Come proponeva un importante libro del filosofo Hans-Georg Gadamer dal titolo Dove si nasconde la salute (Cortina Editore), oggi quasi lo abbiamo dimenticato: ammirando l'avanzamento delle nuove bio e neuro ingegnerie, gli imminenti miracoli della genetica, i risultati di alchimie farmacologiche, abbiamo forse dimenticato l'essenziale: dove si nasconde la salute? Ma che cosa è la salute, come la curiamo, come trattiamo il nostro corpo e la nostra psiche? Quale relazione tra la parola e l’inconscio? Sono domande cruciali che Hans-Georg Gadamer sviluppa ed esplora. "La cura della salute - afferma - è un fenomeno originario dell'essere umano". E giustamente parla del "guaritore ferito", di quell'antico quanto irrealizzabile sogno di padroneggiare la morte e quindi dominare la vita. Se tale furor sanandi giungesse a compiersi la società sarebbe cartesianamente abitata da macchine viventi, da "replicanti", da esseri bionici. E la società stessa verrebbe regolata da un principio biopolitico. Il dibattito che sta sorgendo intorno alla nuova versione del DSM V va proprio in questa direzione.
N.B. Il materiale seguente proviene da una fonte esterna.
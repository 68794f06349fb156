//! Domain types and logic for the clothshop cart widget.
//!
//! This crate is free of I/O and of any DOM dependency:
//!
//! - **Catalog**: Products as served by `GET /api/products`
//! - **Cart**: The cart store with merge-on-add, removal by key and subscriptions
//! - **Search**: Brand chip and free-text visibility rules for the product grid
//! - **Checkout**: Request/response payloads and the outcome of a checkout attempt
//!
//! # Example
//!
//! ```rust
//! use clothshop_commerce::prelude::*;
//!
//! let shirt = Product::new(101, "Cotton T-Shirt", "UrbanCo", 499)
//!     .with_sizes(["S", "M", "L"]);
//!
//! let mut cart = CartStore::new();
//! cart.add(&shirt, "M").unwrap();
//! cart.add(&shirt, "M").unwrap();
//!
//! assert_eq!(cart.len(), 1);
//! assert_eq!(cart.total(), Price::new(998));
//! ```

pub mod error;
pub mod ids;
pub mod money;

pub mod catalog;
pub mod cart;
pub mod checkout;
pub mod search;

pub use error::CommerceError;
pub use ids::*;
pub use money::{Currency, Price};

/// Prelude for convenient imports.
pub mod prelude {
    pub use crate::error::CommerceError;
    pub use crate::ids::*;
    pub use crate::money::{Currency, Price};

    // Catalog
    pub use crate::catalog::{Catalog, Product};

    // Cart
    pub use crate::cart::{CartEvent, CartLine, CartStore, CartView, LineKey, MAX_QUANTITY_PER_LINE};

    // Checkout
    pub use crate::checkout::{CheckoutOutcome, CheckoutRequest, CheckoutResponse, OrderSummary};

    // Search
    pub use crate::search::{BrandChip, FilterState};
}
//! Brand chip and free-text filters for the product grid.

use crate::catalog::{Catalog, Product};
use crate::ids::ProductId;
use serde::{Deserialize, Serialize};

/// Dataset value of the chip that disables brand filtering.
pub const ALL_BRANDS: &str = "all";

/// The active category chip. Exactly one chip is active at a time.
#[derive(Debug, Clone, PartialEq, Eq, Serialize, Deserialize, Default)]
pub enum BrandChip {
    /// No brand filter.
    #[default]
    All,
    /// Only products of this brand (compared case-insensitively).
    Brand(String),
}

impl BrandChip {
    /// Build from a chip's `data-brand` value; `"all"` (any case) or an
    /// empty value means no brand filter.
    pub fn from_dataset(value: &str) -> Self {
        let value = value.trim();
        if value.is_empty() || value.eq_ignore_ascii_case(ALL_BRANDS) {
            BrandChip::All
        } else {
            BrandChip::Brand(value.to_string())
        }
    }

    /// The `data-brand` value for this chip.
    pub fn dataset_value(&self) -> &str {
        match self {
            BrandChip::All => ALL_BRANDS,
            BrandChip::Brand(brand) => brand,
        }
    }

    /// Check whether a product brand passes this chip.
    pub fn admits(&self, brand: &str) -> bool {
        match self {
            BrandChip::All => true,
            BrandChip::Brand(chip) => chip.to_lowercase() == brand.to_lowercase(),
        }
    }

    /// Check whether a chip element carrying this `data-brand` value is the
    /// one to highlight, using the same trimming and case rules as
    /// [`BrandChip::from_dataset`] and [`BrandChip::admits`].
    pub fn matches_dataset(&self, value: &str) -> bool {
        match (self, BrandChip::from_dataset(value)) {
            (BrandChip::All, BrandChip::All) => true,
            (BrandChip::Brand(_), BrandChip::Brand(other)) => self.admits(&other),
            _ => false,
        }
    }
}

/// Current search text plus active chip.
#[derive(Debug, Clone, PartialEq, Eq, Serialize, Deserialize, Default)]
pub struct FilterState {
    /// Free-text search as typed.
    pub search: String,
    /// Active chip.
    pub chip: BrandChip,
}

impl FilterState {
    /// No search text, "all" chip.
    pub fn new() -> Self {
        Self::default()
    }

    /// Set the search text.
    pub fn with_search(mut self, search: impl Into<String>) -> Self {
        self.search = search.into();
        self
    }

    /// Set the active chip.
    pub fn with_chip(mut self, chip: BrandChip) -> Self {
        self.chip = chip;
        self
    }

    /// Check if neither search nor chip restricts anything.
    pub fn is_inactive(&self) -> bool {
        self.search.trim().is_empty() && self.chip == BrandChip::All
    }

    /// Visibility of a card with the given name and brand.
    ///
    /// Visible when the chip admits the brand and either the search text is
    /// empty or it is a case-insensitive substring of the name or brand.
    pub fn matches(&self, name: &str, brand: &str) -> bool {
        if !self.chip.admits(brand) {
            return false;
        }

        let needle = self.search.trim().to_lowercase();
        needle.is_empty()
            || name.to_lowercase().contains(&needle)
            || brand.to_lowercase().contains(&needle)
    }

    /// Visibility of a product.
    pub fn matches_product(&self, product: &Product) -> bool {
        self.matches(&product.name, &product.brand)
    }

    /// Visibility of every product, in catalog order.
    pub fn visibility(&self, catalog: &Catalog) -> Vec<(ProductId, bool)> {
        catalog
            .iter()
            .map(|p| (p.id, self.matches_product(p)))
            .collect()
    }
}
//! Loading placeholders for the grid.

/// Render `count` placeholder cards.
pub fn render_skeletons(count: usize) -> String {
    (0..count)
        .map(|_| {
            r#"<div class="card product skeleton" aria-hidden="true">
    <div class="skeleton-image"></div>
    <div class="skeleton-text"></div>
    <div class="skeleton-text short"></div>
</div>"#
        })
        .collect()
}

#[cfg(test)]
mod tests {
    use super::*;

    #[test]
    fn test_count() {
        assert_eq!(render_skeletons(3).matches("skeleton-image").count(), 3);
        assert!(render_skeletons(0).is_empty());
    }
}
Il libro Dove si nasconde la salute esplora una serie di temi adiacenti alla salute: dalla medicina come arte al problema dell'intelligenza, dalla corporeità all'esperienza della morte, dall'oggettivabilità medica al concetto di cura e all'importanza del dialogo e della parola. "La salute non si dà a vedere", afferma Gadamer. "E' invece la malattia a manifestarsi come ciò che si oggettiva da sé e che ci viene incontro, ci invade". La coppia malato/sano incomincia a vacillare: i due termini non sono simmetrici, perdono la loro complementarità. Addirittura talvolta la guarigione "clinica" è la produzione di una nuova malattia, più “silente” o più sopportabile della prima. "In verità non è possibile misurare la salute", incalza Gadamer, e mette in guardia dalla super specializzazione, dalla riduzione del malato a un numero, dall'uso indiscriminato di psicofarmaci. "Ma allora che cos'è in realtà la salute, questa condizione misteriosa, che tutti conosciamo e che d'altra parte non conosciamo per niente, perché è così prodigioso essere sani?" Una constatazione: più la malattia viene resa visibile e oggettivabile, più la salute sembra celarsi. Se volessimo proseguire in questa direzione dovremmo considerare l'apporto della psicanalisi. Di certo ci inoltreremmo in un'ulteriore complessità. Termini come guarigione, salute o normalità acquistano infatti un diverso significato a seconda che si tratti di un ambito medico o psichico. Confonderne i registri, estendere il criterio medicalista al campo psichico, usare i medesimi criteri diagnostici, ha prodotto (come ha notato Michel Foucault) una serie di equivoci. Anche la confusione tra psicoterapia e psicanalisi è l'effetto di un malinteso. Infatti mentre la prima presuppone una finalizzazione della cura, punta all'abolizione del sintomo e pertanto si attiene al principio del ripristino e della riparazione, la psicanalisi invece comporta un lavoro relativo a una trasformazione soggettiva. Mai come oggi infatti assistiamo a una mescolanza tra i saperi e a un'ibridazione di pratiche che ci allontanano da un'effettiva esperienza di verità. Si tratta allora di saper distinguere la complessità teorica, clinica e culturale della psicanalisi da altre pratiche psicologistiche improntate prevalentemente all'empirismo e al pragmaticismo.